• [PROBLEM TO SOLVE] Filter the material below so that only lines containing "message" remain.

*** ENTRIES PROVIDED ***

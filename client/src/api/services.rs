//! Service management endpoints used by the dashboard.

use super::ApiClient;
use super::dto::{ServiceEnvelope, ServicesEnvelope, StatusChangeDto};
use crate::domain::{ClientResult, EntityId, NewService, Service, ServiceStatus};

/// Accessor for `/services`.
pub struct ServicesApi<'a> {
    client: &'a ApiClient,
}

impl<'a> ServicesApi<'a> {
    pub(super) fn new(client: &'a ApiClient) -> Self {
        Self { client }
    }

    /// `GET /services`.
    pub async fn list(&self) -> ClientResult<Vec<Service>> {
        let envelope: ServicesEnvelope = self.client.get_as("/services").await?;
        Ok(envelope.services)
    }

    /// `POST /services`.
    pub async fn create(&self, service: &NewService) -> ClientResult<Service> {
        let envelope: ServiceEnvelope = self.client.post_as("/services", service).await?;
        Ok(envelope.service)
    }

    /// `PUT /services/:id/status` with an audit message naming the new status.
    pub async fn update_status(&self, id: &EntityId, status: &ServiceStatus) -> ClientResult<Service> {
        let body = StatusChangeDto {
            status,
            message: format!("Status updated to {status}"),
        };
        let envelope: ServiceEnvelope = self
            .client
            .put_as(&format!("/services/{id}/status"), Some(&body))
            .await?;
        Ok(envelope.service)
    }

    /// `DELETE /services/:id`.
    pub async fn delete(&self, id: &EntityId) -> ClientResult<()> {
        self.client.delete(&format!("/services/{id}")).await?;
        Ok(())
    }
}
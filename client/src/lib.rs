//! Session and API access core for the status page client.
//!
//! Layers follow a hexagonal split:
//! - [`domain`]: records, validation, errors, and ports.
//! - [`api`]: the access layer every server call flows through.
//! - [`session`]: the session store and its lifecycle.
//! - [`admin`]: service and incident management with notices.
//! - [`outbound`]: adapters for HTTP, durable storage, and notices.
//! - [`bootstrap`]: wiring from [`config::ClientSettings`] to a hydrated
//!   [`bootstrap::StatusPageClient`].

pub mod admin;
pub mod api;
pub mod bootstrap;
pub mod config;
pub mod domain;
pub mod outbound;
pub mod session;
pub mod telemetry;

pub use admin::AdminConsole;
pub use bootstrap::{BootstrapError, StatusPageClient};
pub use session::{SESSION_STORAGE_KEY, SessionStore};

*** End of ENTRIES PROVIDED ***

• [TASK RESULT]
    /// `PUT /services/:id/status` with an audit message naming the new status.
            message: format!("Status updated to {status}"),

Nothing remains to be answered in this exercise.